Kernekoncepter
Proposing a generic early stopping method for direct policy search that significantly reduces computation time without the need for problem-specific knowledge.
Resumé
The content discusses the proposal of a generalized early stopping method for direct policy search to save computation time. It addresses the issue of lengthy evaluation times in optimization problems, especially in tasks like direct policy search. The proposed method is tested in various environments and compared with problem-specific stopping criteria, showing significant time savings and comparable performance.
Abstract:
- Lengthy evaluation times are common in optimization problems.
- Proposed early stopping method aims to save computation time.
- Tested in various environments with promising results.
Introduction:
- Evolutionary algorithms increasingly used in applications like games and robotics.
- Direct policy search algorithms require many evaluations, leading to long learning times.
- Surrogate models can be used to replace costly objective functions with faster alternatives.
Related Work:
- Many direct policy search tasks use problem-specific early stopping methods.
- Various approaches have been proposed for hyperparameter optimization.
- Early stopping based on the objective function alone may not always be applicable.
Generalized Early Stopping for Direct Policy Search (GESP):
- GESP is designed for problems with incremental approximation capabilities.
- Resuming an evaluation is not possible once stopped by GESP.
- Assumption of approximation quality ensures proper identification of solutions.
Experimentation:
- Validation of GESP through experiments in different direct policy search tasks.
- Results show significant reduction in computation time with GESP implementation.
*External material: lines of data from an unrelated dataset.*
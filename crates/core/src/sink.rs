//! Clinical notification sink.
//!
//! Invoked once per finished interview with the total and disposition. The
//! only binding shipped here writes the result to the log; a records system
//! integration would implement the same trait.

use crate::interview::Outcome;
use anyhow::Result;
use async_trait::async_trait;
use tracing::info;

/// Receives the result of every completed interview.
#[cfg_attr(test, mockall::automock)]
#[async_trait]
pub trait ClinicalSink: Send + Sync {
    async fn notify(&self, outcome: &Outcome) -> Result<()>;
}

/// A `ClinicalSink` that records outcomes in the application log.
#[derive(Debug, Default, Clone, Copy)]
pub struct LogSink;

#[async_trait]
impl ClinicalSink for LogSink {
    async fn notify(&self, outcome: &Outcome) -> Result<()> {
        info!(
            target: "silverline::clinical",
            total = outcome.total,
            disposition = %outcome.disposition,
            "PHQ-9 screening completed"
        );
        Ok(())
    }
}

#[cfg(test)]
mod tests {
    use super::*;
    use crate::interview::Disposition;

    #[tokio::test]
    async fn test_log_sink_accepts_outcomes() {
        let sink = LogSink;
        let outcome = Outcome {
            total: 12,
            disposition: Disposition::Escalate,
        };
        assert!(sink.notify(&outcome).await.is_ok());
    }
}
- Comparison with problem-specific stopping criteria reveals effectiveness of GESP.
Statistik
Often when evaluating solution over a fixed time period it becomes clear that the objective value will not increase with additional computation time (for example when a two wheeled robot continuously spins on the spot).
We test the introduced stopping criterion in five direct policy search environments drawn from games, robotics and classic control domains, and show that it can save up to 75% of the computation time.
Citater
"Lengthy evaluation times are common in many optimization problems such as direct policy search tasks."
"The proposed method only looks at the objective value at each time step and requires no problem specific knowledge."